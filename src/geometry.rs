//! Geometry utilities for spline-based calculations.

use bevy::prelude::*;

/// A local coordinate frame defined by tangent, right, and up vectors.
///
/// Used for orienting bent geometry along curves. The frame is constructed
/// from a tangent direction with automatic handling of degenerate cases
/// (e.g., when the tangent is parallel to the preferred up).
#[derive(Debug, Clone, Copy)]
pub struct CoordinateFrame {
    /// The tangent (forward along the curve) direction.
    pub tangent: Vec3,
    /// The right direction (perpendicular to tangent and up).
    pub right: Vec3,
    /// The corrected up direction (perpendicular to tangent and right).
    pub up: Vec3,
}

impl CoordinateFrame {
    /// Build a coordinate frame from a tangent direction using Y-up convention.
    ///
    /// Handles degenerate cases where tangent is parallel to Y by falling back
    /// to using X as the reference axis.
    pub fn from_tangent(tangent: Vec3) -> Self {
        Self::from_tangent_with_up(tangent, Vec3::Y)
    }

    /// Build a coordinate frame from a tangent and preferred up direction.
    ///
    /// The actual up vector may differ from `preferred_up` to maintain
    /// orthogonality with the tangent.
    pub fn from_tangent_with_up(tangent: Vec3, preferred_up: Vec3) -> Self {
        let tangent = tangent.normalize_or_zero();

        let right = tangent.cross(preferred_up).normalize_or_zero();
        let up = right.cross(tangent).normalize_or_zero();

        // Handle degenerate case: tangent parallel to preferred_up
        let (right, up) = if right.length_squared() < 0.001 {
            let right = tangent.cross(Vec3::X).normalize_or_zero();
            let up = right.cross(tangent).normalize_or_zero();
            (right, up)
        } else {
            (right, up)
        };

        Self { tangent, right, up }
    }

    /// Check if this frame is valid (non-degenerate).
    pub fn is_valid(&self) -> bool {
        self.right.length_squared() > 0.001 && self.up.length_squared() > 0.001
    }

    /// Convert to a rotation quaternion.
    ///
    /// The rotation orients geometry so that:
    /// - Its local +X (the bend axis) points along `tangent`
    /// - Its local +Y points along `up`
    /// - Its local +Z points along `right`
    ///
    /// Returns identity when the frame is degenerate.
    pub fn to_rotation(&self) -> Quat {
        if !self.is_valid() {
            return Quat::IDENTITY;
        }
        Quat::from_mat3(&Mat3::from_cols(self.tangent, self.up, self.right))
    }
}

#[cfg(test)]
mod tests {
    use super::*;

    #[test]
    fn test_from_tangent_basic() {
        let frame = CoordinateFrame::from_tangent(Vec3::Z);
        assert!(frame.is_valid());
        assert!((frame.tangent - Vec3::Z).length() < 0.001);
        assert!((frame.up - Vec3::Y).length() < 0.001);
        assert!((frame.right - Vec3::NEG_X).length() < 0.001);
    }

    #[test]
    fn test_from_tangent_degenerate() {
        // Tangent parallel to Y should still produce a valid frame
        let frame = CoordinateFrame::from_tangent(Vec3::Y);
        assert!(frame.is_valid());
    }

    #[test]
    fn test_rotation_maps_x_onto_tangent() {
        let frame = CoordinateFrame::from_tangent(Vec3::Z);
        let rotation = frame.to_rotation();

        assert!((rotation * Vec3::X - Vec3::Z).length() < 0.001);
        assert!((rotation * Vec3::Y - Vec3::Y).length() < 0.001);
        assert!((rotation * Vec3::Z - Vec3::NEG_X).length() < 0.001);
    }

    #[test]
    fn test_rotation_along_x_is_identity() {
        let frame = CoordinateFrame::from_tangent(Vec3::X);
        let rotation = frame.to_rotation();

        assert!((rotation * Vec3::X - Vec3::X).length() < 0.001);
        assert!((rotation * Vec3::Y - Vec3::Y).length() < 0.001);
    }

    #[test]
    fn test_degenerate_tangent_gives_identity() {
        let frame = CoordinateFrame::from_tangent(Vec3::ZERO);
        assert_eq!(frame.to_rotation(), Quat::IDENTITY);
    }
}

□ □ □ □ □ □ □

- _ABOUT THIS TASK_
Exactly and only the lines from the line containing "Its local +X" through the last line of the entries should be copied, both ends included.

- _TASK RESULT_
    /// - Its local +X (the bend axis) points along `tangent`
    /// - Its local +Y points along `up`
    /// - Its local +Z points along `right`
    ///
    /// Returns identity when the frame is degenerate.
    pub fn to_rotation(&self) -> Quat {
        if !self.is_valid() {
            return Quat::IDENTITY;
        }
        Quat::from_mat3(&Mat3::from_cols(self.tangent, self.up, self.right))
    }
}

#[cfg(test)]
mod tests {
    use super::*;

    #[test]
    fn test_from_tangent_basic() {
        let frame = CoordinateFrame::from_tangent(Vec3::Z);
        assert!(frame.is_valid());
        assert!((frame.tangent - Vec3::Z).length() < 0.001);
        assert!((frame.up - Vec3::Y).length() < 0.001);
        assert!((frame.right - Vec3::NEG_X).length() < 0.001);
    }

    #[test]
    fn test_from_tangent_degenerate() {
        // Tangent parallel to Y should still produce a valid frame
        let frame = CoordinateFrame::from_tangent(Vec3::Y);
        assert!(frame.is_valid());
    }

    #[test]
    fn test_rotation_maps_x_onto_tangent() {
        let frame = CoordinateFrame::from_tangent(Vec3::Z);
        let rotation = frame.to_rotation();

        assert!((rotation * Vec3::X - Vec3::Z).length() < 0.001);
        assert!((rotation * Vec3::Y - Vec3::Y).length() < 0.001);
        assert!((rotation * Vec3::Z - Vec3::NEG_X).length() < 0.001);
    }

    #[test]
    fn test_rotation_along_x_is_identity() {
        let frame = CoordinateFrame::from_tangent(Vec3::X);
        let rotation = frame.to_rotation();

        assert!((rotation * Vec3::X - Vec3::X).length() < 0.001);
        assert!((rotation * Vec3::Y - Vec3::Y).length() < 0.001);
    }

    #[test]
    fn test_degenerate_tangent_gives_identity() {
        let frame = CoordinateFrame::from_tangent(Vec3::ZERO);
        assert_eq!(frame.to_rotation(), Quat::IDENTITY);
    }
}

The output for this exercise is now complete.